_TASK DETAILS:_
Would you repeat exactly the part of the listing below that runs from the line containing "record what they" down to the line containing "Build the view", inclusive, and nothing else?
(MATERIAL TO PROCESS)
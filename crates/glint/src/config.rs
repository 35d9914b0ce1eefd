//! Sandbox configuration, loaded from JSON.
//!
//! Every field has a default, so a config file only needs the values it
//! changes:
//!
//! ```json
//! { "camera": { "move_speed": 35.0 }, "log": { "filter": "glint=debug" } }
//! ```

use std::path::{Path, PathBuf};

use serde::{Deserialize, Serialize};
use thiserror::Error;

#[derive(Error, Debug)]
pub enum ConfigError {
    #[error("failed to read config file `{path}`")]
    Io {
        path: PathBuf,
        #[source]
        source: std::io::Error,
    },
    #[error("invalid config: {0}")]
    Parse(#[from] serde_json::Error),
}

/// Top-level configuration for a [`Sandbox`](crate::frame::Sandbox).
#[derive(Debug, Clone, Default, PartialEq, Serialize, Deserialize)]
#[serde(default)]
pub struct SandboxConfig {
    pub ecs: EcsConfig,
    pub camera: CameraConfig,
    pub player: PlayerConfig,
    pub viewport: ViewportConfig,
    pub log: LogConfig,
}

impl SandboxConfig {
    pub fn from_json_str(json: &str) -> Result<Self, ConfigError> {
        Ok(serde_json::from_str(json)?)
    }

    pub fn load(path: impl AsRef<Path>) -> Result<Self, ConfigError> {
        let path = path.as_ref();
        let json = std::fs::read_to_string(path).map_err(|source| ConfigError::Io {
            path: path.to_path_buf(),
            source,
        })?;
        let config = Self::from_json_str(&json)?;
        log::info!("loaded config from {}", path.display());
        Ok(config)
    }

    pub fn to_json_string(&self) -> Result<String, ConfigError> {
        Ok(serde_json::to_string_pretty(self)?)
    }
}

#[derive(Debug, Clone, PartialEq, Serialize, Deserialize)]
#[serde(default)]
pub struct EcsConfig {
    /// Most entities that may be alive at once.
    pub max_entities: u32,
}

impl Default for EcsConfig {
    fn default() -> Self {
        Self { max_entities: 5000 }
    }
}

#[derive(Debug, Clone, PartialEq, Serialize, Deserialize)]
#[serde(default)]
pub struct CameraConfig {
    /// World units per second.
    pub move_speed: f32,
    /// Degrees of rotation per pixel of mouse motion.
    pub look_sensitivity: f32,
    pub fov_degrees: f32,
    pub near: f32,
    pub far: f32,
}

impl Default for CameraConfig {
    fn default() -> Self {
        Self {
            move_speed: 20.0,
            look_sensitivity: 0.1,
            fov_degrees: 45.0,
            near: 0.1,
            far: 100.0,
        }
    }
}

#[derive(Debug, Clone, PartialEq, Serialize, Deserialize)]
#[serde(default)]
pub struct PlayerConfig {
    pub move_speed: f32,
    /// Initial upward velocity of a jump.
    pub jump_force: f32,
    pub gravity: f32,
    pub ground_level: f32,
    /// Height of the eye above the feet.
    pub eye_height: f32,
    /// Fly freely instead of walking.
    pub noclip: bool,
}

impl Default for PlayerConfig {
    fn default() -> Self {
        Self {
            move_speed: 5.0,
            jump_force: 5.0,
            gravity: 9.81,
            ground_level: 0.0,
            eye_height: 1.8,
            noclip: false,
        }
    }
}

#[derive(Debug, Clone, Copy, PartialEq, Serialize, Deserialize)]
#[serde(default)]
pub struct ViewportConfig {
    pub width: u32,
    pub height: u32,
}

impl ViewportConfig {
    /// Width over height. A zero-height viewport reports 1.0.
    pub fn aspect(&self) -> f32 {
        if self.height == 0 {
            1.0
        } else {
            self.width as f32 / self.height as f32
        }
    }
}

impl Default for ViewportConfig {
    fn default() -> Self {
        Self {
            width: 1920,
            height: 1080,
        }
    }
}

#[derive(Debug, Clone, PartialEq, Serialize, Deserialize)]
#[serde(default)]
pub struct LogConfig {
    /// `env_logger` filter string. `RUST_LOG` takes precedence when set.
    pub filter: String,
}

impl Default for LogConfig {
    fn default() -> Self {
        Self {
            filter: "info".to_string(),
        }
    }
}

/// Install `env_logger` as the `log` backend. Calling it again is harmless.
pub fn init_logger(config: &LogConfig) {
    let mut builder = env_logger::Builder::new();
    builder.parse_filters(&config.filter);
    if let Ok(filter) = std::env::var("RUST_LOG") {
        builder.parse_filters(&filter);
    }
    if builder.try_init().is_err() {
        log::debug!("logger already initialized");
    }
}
(End MATERIAL TO PROCESS)
(MATERIAL TO PROCESS)
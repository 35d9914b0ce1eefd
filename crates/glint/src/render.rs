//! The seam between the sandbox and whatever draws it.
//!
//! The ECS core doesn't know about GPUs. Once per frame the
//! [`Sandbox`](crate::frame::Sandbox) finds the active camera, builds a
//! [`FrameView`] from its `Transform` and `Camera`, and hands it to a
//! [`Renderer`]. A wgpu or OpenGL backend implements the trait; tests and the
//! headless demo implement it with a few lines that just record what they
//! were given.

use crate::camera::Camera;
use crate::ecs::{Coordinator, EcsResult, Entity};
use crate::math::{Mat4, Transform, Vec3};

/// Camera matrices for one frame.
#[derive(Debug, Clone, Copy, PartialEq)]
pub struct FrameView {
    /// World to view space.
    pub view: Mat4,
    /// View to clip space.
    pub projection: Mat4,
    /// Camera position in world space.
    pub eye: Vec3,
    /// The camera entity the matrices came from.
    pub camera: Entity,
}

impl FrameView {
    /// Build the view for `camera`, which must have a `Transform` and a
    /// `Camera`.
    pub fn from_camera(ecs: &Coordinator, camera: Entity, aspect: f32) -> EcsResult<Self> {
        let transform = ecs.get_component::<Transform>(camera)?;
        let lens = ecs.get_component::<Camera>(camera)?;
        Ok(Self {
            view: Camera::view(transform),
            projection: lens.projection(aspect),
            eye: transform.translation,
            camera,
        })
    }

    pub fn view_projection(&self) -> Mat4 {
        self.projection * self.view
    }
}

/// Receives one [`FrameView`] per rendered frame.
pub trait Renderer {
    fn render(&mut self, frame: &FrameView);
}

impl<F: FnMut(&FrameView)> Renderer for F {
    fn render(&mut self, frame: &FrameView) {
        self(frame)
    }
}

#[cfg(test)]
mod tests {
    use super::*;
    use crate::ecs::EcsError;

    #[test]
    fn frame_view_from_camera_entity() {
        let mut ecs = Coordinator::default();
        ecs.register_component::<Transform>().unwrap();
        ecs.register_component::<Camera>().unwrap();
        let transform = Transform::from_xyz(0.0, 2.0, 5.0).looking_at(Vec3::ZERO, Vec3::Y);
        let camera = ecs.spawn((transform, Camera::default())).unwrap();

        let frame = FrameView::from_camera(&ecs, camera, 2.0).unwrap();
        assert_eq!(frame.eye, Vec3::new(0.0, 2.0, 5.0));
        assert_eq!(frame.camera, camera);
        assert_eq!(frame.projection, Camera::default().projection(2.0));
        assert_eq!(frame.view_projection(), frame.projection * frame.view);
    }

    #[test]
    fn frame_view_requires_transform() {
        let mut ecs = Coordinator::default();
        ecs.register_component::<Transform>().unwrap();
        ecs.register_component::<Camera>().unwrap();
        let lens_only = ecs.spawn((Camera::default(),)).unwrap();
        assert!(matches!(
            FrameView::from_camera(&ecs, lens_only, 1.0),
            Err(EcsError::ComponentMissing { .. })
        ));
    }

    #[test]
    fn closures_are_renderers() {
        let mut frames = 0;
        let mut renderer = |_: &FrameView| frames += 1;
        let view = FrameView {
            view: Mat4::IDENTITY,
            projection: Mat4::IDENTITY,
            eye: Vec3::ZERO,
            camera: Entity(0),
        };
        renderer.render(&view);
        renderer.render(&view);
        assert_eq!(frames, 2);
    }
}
(End MATERIAL TO PROCESS)
(MATERIAL TO PROCESS)
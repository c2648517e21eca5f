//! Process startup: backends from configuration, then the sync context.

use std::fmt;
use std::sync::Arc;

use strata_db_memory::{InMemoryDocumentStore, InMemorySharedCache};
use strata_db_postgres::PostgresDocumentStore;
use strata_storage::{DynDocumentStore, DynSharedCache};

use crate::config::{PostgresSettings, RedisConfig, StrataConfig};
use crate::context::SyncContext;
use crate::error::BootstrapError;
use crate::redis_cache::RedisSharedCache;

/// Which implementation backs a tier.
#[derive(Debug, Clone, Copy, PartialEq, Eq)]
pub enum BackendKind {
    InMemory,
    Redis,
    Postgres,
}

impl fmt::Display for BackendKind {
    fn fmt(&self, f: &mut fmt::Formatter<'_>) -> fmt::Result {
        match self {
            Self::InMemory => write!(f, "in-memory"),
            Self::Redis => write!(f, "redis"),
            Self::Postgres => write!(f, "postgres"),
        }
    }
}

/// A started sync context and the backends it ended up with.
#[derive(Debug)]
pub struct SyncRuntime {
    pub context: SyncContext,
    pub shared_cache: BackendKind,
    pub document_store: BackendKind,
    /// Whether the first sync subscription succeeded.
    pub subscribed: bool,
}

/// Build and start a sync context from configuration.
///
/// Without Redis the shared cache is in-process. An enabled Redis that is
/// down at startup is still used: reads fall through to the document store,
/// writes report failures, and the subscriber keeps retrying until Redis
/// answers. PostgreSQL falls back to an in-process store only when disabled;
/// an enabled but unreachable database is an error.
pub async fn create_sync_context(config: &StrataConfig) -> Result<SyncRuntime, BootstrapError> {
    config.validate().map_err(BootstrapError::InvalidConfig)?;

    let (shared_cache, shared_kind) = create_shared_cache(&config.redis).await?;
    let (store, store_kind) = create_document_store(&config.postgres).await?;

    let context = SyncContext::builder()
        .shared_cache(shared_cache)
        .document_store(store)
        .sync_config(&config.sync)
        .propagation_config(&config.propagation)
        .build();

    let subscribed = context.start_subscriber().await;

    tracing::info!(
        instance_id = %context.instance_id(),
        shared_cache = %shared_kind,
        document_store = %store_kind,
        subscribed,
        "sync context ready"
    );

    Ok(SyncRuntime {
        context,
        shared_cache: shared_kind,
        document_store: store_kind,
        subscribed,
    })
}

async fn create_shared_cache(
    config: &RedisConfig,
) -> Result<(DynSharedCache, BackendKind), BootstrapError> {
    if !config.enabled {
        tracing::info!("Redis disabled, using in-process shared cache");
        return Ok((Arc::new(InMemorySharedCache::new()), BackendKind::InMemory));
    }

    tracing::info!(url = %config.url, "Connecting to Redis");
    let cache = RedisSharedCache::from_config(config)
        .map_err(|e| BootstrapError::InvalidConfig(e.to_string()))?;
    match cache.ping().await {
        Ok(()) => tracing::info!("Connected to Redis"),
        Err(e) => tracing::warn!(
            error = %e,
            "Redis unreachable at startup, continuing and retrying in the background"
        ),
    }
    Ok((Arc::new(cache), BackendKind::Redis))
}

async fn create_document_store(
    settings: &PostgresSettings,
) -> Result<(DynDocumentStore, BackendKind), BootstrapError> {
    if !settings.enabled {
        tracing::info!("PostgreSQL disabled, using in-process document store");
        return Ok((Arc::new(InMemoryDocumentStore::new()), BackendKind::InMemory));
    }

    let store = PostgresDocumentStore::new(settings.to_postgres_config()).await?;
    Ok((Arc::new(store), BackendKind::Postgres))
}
(End MATERIAL TO PROCESS)
_TASK ANSWER:_
//! headless demo implement it with a few lines that just record what they
//! were given.

use crate::camera::Camera;
use crate::ecs::{Coordinator, EcsResult, Entity};
use crate::math::{Mat4, Transform, Vec3};

/// Camera matrices for one frame.
#[derive(Debug, Clone, Copy, PartialEq)]
pub struct FrameView {
    /// World to view space.
    pub view: Mat4,
    /// View to clip space.
    pub projection: Mat4,
    /// Camera position in world space.
    pub eye: Vec3,
    /// The camera entity the matrices came from.
    pub camera: Entity,
}

impl FrameView {
    /// Build the view for `camera`, which must have a `Transform` and a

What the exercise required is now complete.